Twenty-year-old, educated at Menuhin School in England, takes first prize in all-female final
(l-r) Ágnes Langer, Ririko Takagi, and Cosima Soulez-Larivière. Photo: ©Liszt Academy/Zoltán Adrián
The first Bartók World Competition, organised by the Liszt Academy in Budapest, gave its top prize to Franco-Dutch violinist Cosima Soulez-Larivière in the grand final on 16 September.
Accompanied by the Hungarian Radio Symphony Orchestra under conductor János Kovács, Soulez-Larivière performed Beethoven’s Violin Concerto. Second placed Ágnes Langer, from Hungary, played Bartók’s Violin Concerto no.2, while Takagi Ririko from Japan took the third prize with her performance of the Tchaikovsky’s concerto. The prizes are worth €22,000, €14,000 and €8,000 respectively.

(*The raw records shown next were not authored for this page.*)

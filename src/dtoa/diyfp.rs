/// A "do it yourself" floating point value: a 64-bit significand and a
/// binary exponent, value = f * 2^e. No sign, no implicit bit.
#[derive(Clone, Copy, Debug, PartialEq, Eq)]
pub(crate) struct DiyFp {
    pub f: u64,
    pub e: i32,
}

impl DiyFp {
    pub const SIGNIFICAND_SIZE: i32 = 64;

    pub fn new(f: u64, e: i32) -> Self {
        DiyFp { f, e }
    }

    /// Requires equal exponents and `self.f >= other.f`.
    pub fn minus(self, other: DiyFp) -> DiyFp {
        debug_assert!(self.e == other.e);
        debug_assert!(self.f >= other.f);
        DiyFp::new(self.f - other.f, self.e)
    }

    /// Rounded 64x64 -> 64 significand product; the result is not normalized.
    pub fn times(self, other: DiyFp) -> DiyFp {
        let product = u128::from(self.f) * u128::from(other.f);
        let rounded = product + (1u128 << 63);
        DiyFp::new((rounded >> 64) as u64, self.e + other.e + Self::SIGNIFICAND_SIZE)
    }

    pub fn normalize(self) -> DiyFp {
        debug_assert!(self.f != 0);
        let shift = self.f.leading_zeros() as i32;
        DiyFp::new(self.f << shift, self.e - shift)
    }
}

// Cached powers of ten with a decimal step of 8. Entry (f, e, k) is the
// normalized 64-bit approximation of 10^k: 10^k ~= f * 2^e, with f rounded
// and its most significant bit set.
static CACHED_POW10: [(u64, i32, i32); 81] = [
    (0xe61acf033d1a45df, -1087, -308),
    (0xab70fe17c79ac6ca, -1060, -300),
    (0xff77b1fcbebcdc4f, -1034, -292),
    (0xbe5691ef416bd60c, -1007, -284),
    (0x8dd01fad907ffc3c, -980, -276),
    (0xd3515c2831559a83, -954, -268),
    (0x9d71ac8fada6c9b5, -927, -260),
    (0xea9c227723ee8bcb, -901, -252),
    (0xaecc49914078536d, -874, -244),
    (0x823c12795db6ce57, -847, -236),
    (0xc21094364dfb5637, -821, -228),
    (0x9096ea6f3848984f, -794, -220),
    (0xd77485cb25823ac7, -768, -212),
    (0xa086cfcd97bf97f4, -741, -204),
    (0xef340a98172aace5, -715, -196),
    (0xb23867fb2a35b28e, -688, -188),
    (0x84c8d4dfd2c63f3b, -661, -180),
    (0xc5dd44271ad3cdba, -635, -172),
    (0x936b9fcebb25c996, -608, -164),
    (0xdbac6c247d62a584, -582, -156),
    (0xa3ab66580d5fdaf6, -555, -148),
    (0xf3e2f893dec3f126, -529, -140),
    (0xb5b5ada8aaff80b8, -502, -132),
    (0x87625f056c7c4a8b, -475, -124),
    (0xc9bcff6034c13053, -449, -116),
    (0x964e858c91ba2655, -422, -108),
    (0xdff9772470297ebd, -396, -100),
    (0xa6dfbd9fb8e5b88f, -369, -92),
    (0xf8a95fcf88747d94, -343, -84),
    (0xb94470938fa89bcf, -316, -76),
    (0x8a08f0f8bf0f156b, -289, -68),
    (0xcdb02555653131b6, -263, -60),
    (0x993fe2c6d07b7fac, -236, -52),
    (0xe45c10c42a2b3b06, -210, -44),
    (0xaa242499697392d3, -183, -36),
    (0xfd87b5f28300ca0e, -157, -28),
    (0xbce5086492111aeb, -130, -20),
    (0x8cbccc096f5088cc, -103, -12),
    (0xd1b71758e219652c, -77, -4),
    (0x9c40000000000000, -50, 4),
    (0xe8d4a51000000000, -24, 12),
    (0xad78ebc5ac620000, 3, 20),
    (0x813f3978f8940984, 30, 28),
    (0xc097ce7bc90715b3, 56, 36),
    (0x8f7e32ce7bea5c70, 83, 44),
    (0xd5d238a4abe98068, 109, 52),
    (0x9f4f2726179a2245, 136, 60),
    (0xed63a231d4c4fb27, 162, 68),
    (0xb0de65388cc8ada8, 189, 76),
    (0x83c7088e1aab65db, 216, 84),
    (0xc45d1df942711d9a, 242, 92),
    (0x924d692ca61be758, 269, 100),
    (0xda01ee641a708dea, 295, 108),
    (0xa26da3999aef774a, 322, 116),
    (0xf209787bb47d6b85, 348, 124),
    (0xb454e4a179dd1877, 375, 132),
    (0x865b86925b9bc5c2, 402, 140),
    (0xc83553c5c8965d3d, 428, 148),
    (0x952ab45cfa97a0b3, 455, 156),
    (0xde469fbd99a05fe3, 481, 164),
    (0xa59bc234db398c25, 508, 172),
    (0xf6c69a72a3989f5c, 534, 180),
    (0xb7dcbf5354e9bece, 561, 188),
    (0x88fcf317f22241e2, 588, 196),
    (0xcc20ce9bd35c78a5, 614, 204),
    (0x98165af37b2153df, 641, 212),
    (0xe2a0b5dc971f303a, 667, 220),
    (0xa8d9d1535ce3b396, 694, 228),
    (0xfb9b7cd9a4a7443c, 720, 236),
    (0xbb764c4ca7a44410, 747, 244),
    (0x8bab8eefb6409c1a, 774, 252),
    (0xd01fef10a657842c, 800, 260),
    (0x9b10a4e5e9913129, 827, 268),
    (0xe7109bfba19c0c9d, 853, 276),
    (0xac2820d9623bf429, 880, 284),
    (0x80444b5e7aa7cf85, 907, 292),
    (0xbf21e44003acdd2d, 933, 300),
    (0x8e679c2f5e44ff8f, 960, 308),
    (0xd433179d9c8cb841, 986, 316),
    (0x9e19db92b4e31ba9, 1013, 324),
    (0xeb96bf6ebadf77d9, 1039, 332),
];

const CACHED_POW10_FIRST_E: i32 = -1087;
const CACHED_POW10_LAST_E: i32 = 1039;

/// Returns `(k, 10^k)` for some power of ten whose binary exponent lies in
/// `[min_exponent, max_exponent]`. The window is wide enough (28 binary
/// units against a table step of roughly 26.6) that an entry always exists.
pub(crate) fn cached_power(min_exponent: i32, max_exponent: i32) -> (i32, DiyFp) {
    let range = (CACHED_POW10.len() - 1) as i32;
    let domain = CACHED_POW10_LAST_E - CACHED_POW10_FIRST_E;
    let idx = (max_exponent - CACHED_POW10_FIRST_E) * range / domain;
    let (f, e, k) = CACHED_POW10[idx as usize];
    debug_assert!(min_exponent <= e && e <= max_exponent);
    (k, DiyFp::new(f, e))
}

The jury was chaired by Italian violinist and conductor Salvatore Accardo, and included an international array of violinists: Vilmos Szabadi, Barnabás Kelemen, Qian Zhou, Takashi Shimizu, Joel Smirnoff, Ivan Ženatý, and Krzysztof Wegrzyn – Soulez-Larivière’s teacher at the Hochschule für Musik, Hannover – as well as musicologist Tibor Tallián.

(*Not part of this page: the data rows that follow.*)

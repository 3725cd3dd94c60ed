//! A string formatting library with an exact floating-point core.
//!
//! Two placeholder languages drive the same layout engine: brace
//! placeholders in the style of Python's `str.format`, and a
//! printf-compatible mode.
//!
//! ```
//! use textfmt::args;
//!
//! let s = textfmt::format("{} = {:.3f}", &args!["pi", 3.141592653589793]).unwrap();
//! assert_eq!(s, "pi = 3.142");
//!
//! let s = textfmt::printf("%08.3f", &args![3.141592653589793]).unwrap();
//! assert_eq!(s, "0003.142");
//! ```
//!
//! The heart of the crate is the [`dtoa`] module: conversion of IEEE-754
//! doubles to decimal text with exact, reproducible semantics. Shortest
//! round-trip, fixed, scientific, general and hex-float notations are
//! available directly on byte buffers without any allocation:
//!
//! ```
//! let mut buf = [0u8; 32];
//! let len = textfmt::dtoa::to_ecmascript(&mut buf, 123.456).unwrap();
//! assert_eq!(&buf[..len], b"123.456");
//! ```

#![cfg_attr(not(feature = "std"), no_std)]

extern crate alloc;

mod args;
mod error;
mod ieee;
mod writer;

pub mod dtoa;
pub mod fmt;

pub use args::{Arg, FormatValue};
pub use error::Error;
pub use fmt::{Align, FormatSpec, Sign};
#[cfg(feature = "std")]
pub use writer::IoWriter;
pub use writer::{ArrayWriter, Writer};

use alloc::string::String;
use alloc::vec::Vec;

/// Renders a brace-placeholder format string into a fresh `String`.
pub fn format(fmt: &str, args: &[Arg<'_>]) -> Result<String, Error> {
    let mut out = Vec::new();
    fmt::parse::format(&mut out, fmt, args)?;
    String::from_utf8(out).map_err(|_| Error::InvalidFormatString)
}

/// Renders a brace-placeholder format string into any [`Writer`].
pub fn format_to(w: &mut dyn Writer, fmt: &str, args: &[Arg<'_>]) -> Result<(), Error> {
    fmt::parse::format(w, fmt, args)
}

/// Renders a printf-style format string into a fresh `String`.
pub fn printf(fmt: &str, args: &[Arg<'_>]) -> Result<String, Error> {
    let mut out = Vec::new();
    fmt::printf::printf(&mut out, fmt, args)?;
    String::from_utf8(out).map_err(|_| Error::InvalidFormatString)
}

/// Renders a printf-style format string into any [`Writer`].
pub fn printf_to(w: &mut dyn Writer, fmt: &str, args: &[Arg<'_>]) -> Result<(), Error> {
    fmt::printf::printf(w, fmt, args)
}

Soulez-Larivière was born in Paris, before moving to England at age eight and attending the Menuhin School. She is currently studying at the Hochschule für Musik, Hannover. In 2015 she won the Johannes Brahms Competition in Pörtschach, Austria.
A number of engagements also come as part of the win, with offers for Soulez-Larivière from the Budapest Spring Festival, the Cziffra Festival, the Singapore Violin Festival, the Festival Academy Budapest, the Győr Philharmonic Orchestra, and the Franz Liszt Chamber Orchestra.